Things stretch in time and compress in dynamics, and a rich harmonic wash is achieved without sacrificing clarity.
• Triple tracking overdrive/distortion pedal
• 3 different parallel drive/distortion sections with individual gain and volume controls and adjustable delay and individual outputs
o Purple – hard clipping distortion – the pedal’s core gain sound
o Green – soft or hard clipping overdrive with the light and bright sound
o Blue - transistor Overdrive - most neutral and reactive with a medium gain range
• Offers triple-tracked drive tones with impressions of flanging, chorusing or broken vibrato, depending on the settings
• Individually adjustable delay time on Green and Blue distortion sections
• Feedback controls for Green and Blue distortion sections to add intense filtering or trailing delays depending on Time setting
• Deviate Control for adjusting randomness of delay time variation in Blue and Green drive sections – for a more realistic sense of doubled players
• EXP input – for controlling Deviate knob remotely
• Relay bypass switching
• Made in the USA
• Powered by 9V DC PSU
o (centre -, 2.1 mm, 150 mA current draw)
We’re not trying to be philosophical here. Like, literally, what is a big sound? To be washed in sound, does it have to be one big sound, or will a number of small sounds do the trick? To create a wall of sound, same question, but also how does it stay solid, we mean to say how can sound waves make a wall, and is it just a moment in time; will it always crash down? While we’re at it, what’s the difference between sound waves and light waves?
Probably something sciency, which is beyond our purview here, and we’re getting ahead or ourselves anyway.
Why record your guitar thrice when Beam Splitter exists?
Beam Splitter is best seen in three sections - Purple, Green and Blue.
• Purple is a hard-clipping distortion that can be seen as the core gain sound of Beam Splitter.
Of Beam Splitter’s three gain sections, it is arguably the heaviest and most compressed. It has three controls, identified by their purple knobs and labels – Gain, Volume and Tone.
• Green is an overdrive with both soft and hard clipping. It is the lightest and brightest of the three gain sections in Beam Splitter. Also featuring Gain, Volume controls the green gain circuit features a Time knob, which sets the delay time, up to 125 sections. When blended in parallel with the other drives, this delay time can create anything from tight comb filters to loose doubling delays to short slapback.
Additionally, there is a Decay knob, which sets the feedback of the delay, from one repeat up to many repeats trailing off. In comb filter settings this can increase resonance.
• Blue is a transistor Overdrive and the most neutral and reactive of the three gain circuits, with a gain range somewhere in the middle. Its Gain switch sets the amount of breakup. In the down setting, it is less overdriven, with less compression in the mids and highs. In the up setting, it is more overdriven and aggressive.
It also boasts Time and Decay controls, on top of the Tone and Volume knobs and gain switch.

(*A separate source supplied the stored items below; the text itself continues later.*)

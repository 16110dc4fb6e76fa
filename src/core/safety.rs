//! Safety classification for incoming requests and outgoing operation calls.
//!
//! The taxonomy is an ordered list of (category, pattern set) rules checked
//! highest severity first; the first matching rule wins. Diagnosis and advice
//! rules are lifted when the text also reads as a legitimate workflow request
//! (scheduling, search, insurance checks, a named specialty). Emergencies and
//! prescription requests are never lifted.

use std::sync::LazyLock;

use regex::{RegexSet, RegexSetBuilder};
use serde_json::{Map, Value};
use tracing::debug;

use crate::domain::{Operation, SafetyVerdict, ViolationCategory};

const EMERGENCY_PATTERNS: &[&str] = &[
    r"\bheart attack\b",
    r"\bstroke\b",
    r"\bcan't breathe\b",
    r"\bchest pain\b",
    r"\bsuicid(e|al)\b",
    r"\bsevere bleeding\b",
    r"\bunconscious\b",
    r"\bseizure\b",
    r"\boverdos(e|ing)\b",
];

const DIAGNOSIS_PATTERNS: &[&str] = &[
    r"\bwhat('s| is) wrong with\b",
    r"\bdiagnos(e|is)\b",
    r"\bwhat (do i|does .+) have\b",
    r"\bwhat (disease|condition|illness)\b",
    r"\bam i (sick|ill)\b",
    r"\bdo i have\b.*(disease|cancer|diabetes|infection)",
    r"\bcould (this|it|i) be\b",
    r"\bwhat are my symptoms of\b",
    r"\bidentify (the|my) (disease|condition|illness)\b",
];

const ADVICE_PATTERNS: &[&str] = &[
    r"\bshould i (take|use|stop|continue)\b",
    r"\bwhat (medication|medicine|drug|treatment) should\b",
    r"\bhow (to|do i) treat\b",
    r"\brecommend.*(treatment|medication|therapy)\b",
    r"\bwhat('s| is) the best (treatment|cure|remedy)\b",
    r"\badvice (for|on|about).*(health|medical|symptom)\b",
    r"\bis it (safe|okay|ok) to\b.*(take|use|stop)\b",
    r"\bcan i (take|use|combine)\b.*(medicine|medication|drug)\b",
    r"\bi have\b.*(what (to do|should i do)|help)\b",
    r"\bi('m| am) (having|feeling|experiencing)\b.*(what|help)\b",
    r"\bwhat (to do|should i do)\b.*(pain|ache|fever|cold|cough|headache|symptom)\b",
    r"\bwhat is the (remedy|cure|solution|fix)\b",
    r"\bhow (to|do i|can i) (cure|fix|heal|stop|relieve|get rid of)\b",
    r"\bremedy for\b",
    r"\bcure for\b",
    r"\btreatment for\b",
    r"\bhome (remedy|remedies|treatment)\b",
    r"\bwhat helps (with|for)\b.*(pain|ache|fever|cold|cough)\b",
    r"\bhow to (stop|relieve|reduce|ease)\b.*(pain|ache|fever|symptom)\b",
    r"\b(headache|pain|fever|nausea|cough|cold|flu|sick|unwell)\b.*\b(what|how|help|remedy|cure)\b",
    r"\bfeeling\b.*(sick|unwell|bad|ill)\b.*\b(what|how|help)\b",
];

const PRESCRIPTION_PATTERNS: &[&str] = &[
    r"\bprescri(b(e|ed|ing)|ptions?)\b",
    r"\bwhat dose\b",
    r"\bhow much.*(medicine|medication|drug)\b",
    r"\brefill (my|a) (prescription|medication)\b",
    r"\border.*(medicine|medication|drug)\b",
];

const VALID_WORKFLOW_PATTERNS: &[&str] = &[
    r"\b(schedule|book|cancel|reschedule).*(appointment|visit)\b",
    r"\b(check|verify).*(insurance|eligibility|coverage)\b",
    r"\b(find|search|look up).*(patient|slot|availability)\b",
    r"\b(available|open).*(slot|time|appointment)\b",
    r"\bfollow[- ]?up\b",
    r"\b(cardiology|neurology|orthopedics|primary[- ]care)\b",
];

struct CategoryRule {
    category: ViolationCategory,
    patterns: RegexSet,
    reason: &'static str,
    suggested_action: &'static str,
}

fn pattern_set(patterns: &[&str]) -> RegexSet {
    RegexSetBuilder::new(patterns)
        .case_insensitive(true)
        .build()
        .expect("safety patterns are compile-time constants")
}

static TAXONOMY: LazyLock<Vec<CategoryRule>> = LazyLock::new(|| {
    vec![
        CategoryRule {
            category: ViolationCategory::Emergency,
            patterns: pattern_set(EMERGENCY_PATTERNS),
            reason: "This appears to be a medical emergency. I cannot assist with emergency medical situations.",
            suggested_action: "Please call emergency services (911) or go to the nearest emergency room immediately.",
        },
        CategoryRule {
            category: ViolationCategory::DiagnosisRequest,
            patterns: pattern_set(DIAGNOSIS_PATTERNS),
            reason: "I cannot provide medical diagnoses. I am a workflow automation agent, not a diagnostic tool.",
            suggested_action: "Please consult with a healthcare provider for diagnosis. I can help you schedule an appointment.",
        },
        CategoryRule {
            category: ViolationCategory::MedicalAdvice,
            patterns: pattern_set(ADVICE_PATTERNS),
            reason: "I cannot provide medical advice or treatment recommendations.",
            suggested_action: "Please consult with a healthcare provider for medical advice. I can help you schedule an appointment.",
        },
        CategoryRule {
            category: ViolationCategory::DrugPrescription,
            patterns: pattern_set(PRESCRIPTION_PATTERNS),
            reason: "I cannot prescribe medications or recommend treatments.",
            suggested_action: "Please contact your healthcare provider or pharmacist for prescription-related questions.",
        },
    ]
});

static VALID_WORKFLOW: LazyLock<RegexSet> = LazyLock::new(|| pattern_set(VALID_WORKFLOW_PATTERNS));

/// Stateless text classifier. Identical input always yields an equal verdict.
#[derive(Debug, Clone, Copy, Default)]
pub struct SafetyClassifier;

impl SafetyClassifier {
    pub fn new() -> Self {
        Self
    }

    /// Whether the text reads as a scheduling/search/insurance request
    pub fn is_valid_workflow(&self, text: &str) -> bool {
        VALID_WORKFLOW.is_match(text)
    }

    /// Classify a free-text request against the taxonomy
    pub fn classify(&self, text: &str) -> SafetyVerdict {
        self.first_violation(text, TAXONOMY.iter())
    }

    /// First rule in `rules` the text trips, honouring the workflow carve-out
    fn first_violation<'a>(
        &self,
        text: &str,
        rules: impl Iterator<Item = &'a CategoryRule>,
    ) -> SafetyVerdict {
        let text = text.trim();

        for rule in rules {
            if !rule.patterns.is_match(text) {
                continue;
            }
            if rule.category.exempt_on_workflow() && self.is_valid_workflow(text) {
                debug!(category = %rule.category, "Matched category lifted by workflow phrasing");
                continue;
            }
            debug!(category = %rule.category, "Text matched unsafe category");
            return SafetyVerdict::unsafe_with(rule.category, rule.reason, rule.suggested_action);
        }

        SafetyVerdict::safe()
    }

    /// Check a resolved operation call before it is dispatched.
    ///
    /// Rejects operations outside the allow-list, and any string argument
    /// that classifies as diagnosis, advice or prescription content.
    pub fn validate_call(&self, operation_name: &str, arguments: &Map<String, Value>) -> SafetyVerdict {
        if Operation::from_name(operation_name).is_none() {
            return SafetyVerdict::rejected(
                format!("Function '{}' is not an allowed workflow function.", operation_name),
                format!("Available functions: {}", Operation::names().join(", ")),
            );
        }

        for (key, value) in arguments {
            let Value::String(text) = value else {
                continue;
            };
            // Emergency wording is not checked here and must not hide the rest
            let verdict = self.first_violation(
                text,
                TAXONOMY
                    .iter()
                    .filter(|rule| rule.category != ViolationCategory::Emergency),
            );
            let Some(category) = verdict.violation_category else {
                continue;
            };
            return SafetyVerdict {
                is_safe: false,
                violation_category: Some(category),
                reason: Some(format!(
                    "Argument '{}' contains unsafe content: {}",
                    key,
                    verdict.reason.unwrap_or_default()
                )),
                suggested_action: verdict.suggested_action,
            };
        }

        SafetyVerdict::safe()
    }
}

/// Replace control characters and collapse whitespace
pub fn clean_request(input: &str) -> String {
    let cleaned: String = input
        .chars()
        .map(|c| if c.is_control() { ' ' } else { c })
        .collect();
    cleaned.split_whitespace().collect::<Vec<_>>().join(" ")
}

/// Clean a request and cap it at `max_chars` characters
pub fn sanitize_request(input: &str, max_chars: usize) -> String {
    clean_request(input)
        .chars()
        .take(max_chars)
        .collect::<String>()
        .trim()
        .to_string()
}
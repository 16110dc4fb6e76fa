//! Structured response returned for every request.

use serde::{Deserialize, Serialize};
use serde_json::{Map, Value};

use super::plan::Plan;
use super::verdict::ViolationCategory;

/// Record of one executed plan step
#[derive(Debug, Clone, PartialEq, Serialize, Deserialize)]
pub struct StepResult {
    pub operation_name: String,
    pub resolved_arguments: Map<String, Value>,
    pub outcome: Value,
}

/// Payload attached to a response
#[derive(Debug, Clone, PartialEq, Serialize, Deserialize)]
#[serde(untagged)]
pub enum ResponseData {
    Results {
        results: Vec<StepResult>,
    },
    Refusal {
        violation_category: Option<ViolationCategory>,
        suggested_action: Option<String>,
    },
}

/// What the orchestrator hands back to its caller
#[derive(Debug, Clone, PartialEq, Serialize, Deserialize)]
pub struct Response {
    pub success: bool,
    pub message: String,
    pub data: Option<ResponseData>,
    /// The plan as resolved, before placeholder binding
    pub function_calls: Option<Plan>,
    pub safety_refused: bool,
    pub dry_run: bool,
    pub session_id: String,
}

impl Response {
    /// Executed step results, empty for refusals and unresolved requests
    pub fn results(&self) -> &[StepResult] {
        match &self.data {
            Some(ResponseData::Results { results }) => results,
            _ => &[],
        }
    }

    pub fn suggested_action(&self) -> Option<&str> {
        match &self.data {
            Some(ResponseData::Refusal {
                suggested_action, ..
            }) => suggested_action.as_deref(),
            _ => None,
        }
    }

    pub fn violation_category(&self) -> Option<ViolationCategory> {
        match &self.data {
            Some(ResponseData::Refusal {
                violation_category, ..
            }) => *violation_category,
            _ => None,
        }
    }
}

The pedal’s Deviate control is a shared knob that sets the amount of random variation in the delay time of the Blue and Green drive sections. The more it is turned up, the farther their delay times can deviate, and the faster those deviations happen. When at zero, the delay times are fixed, above zero, each Time knob sets that sections delay time.
Deviate intends to create a more realistic sense of doubled players, with random variations in timing as if you were playing to the track twice. It can also give the impression of flanging, chorusing or broken vibrato, depending on the settings.
The Expression jack is used to externally control the Deviate knob using a TRS expression devices with standard polarity and tip connected to the wiper.
Beam Splitter has a mono input. From there the signal goes out to Purple, Green and Blue drive sections in parallel. If only plugged into the Purple Out Jack, all three sections will join in parallel mono at that Output.
Green and Blue can each be broken off into their own output by plugging into the corresponding Out jacks.
In this way you can have a full ‘trereo’ setup (We’re being told trereo is not a word, but we think you and us all know it is.)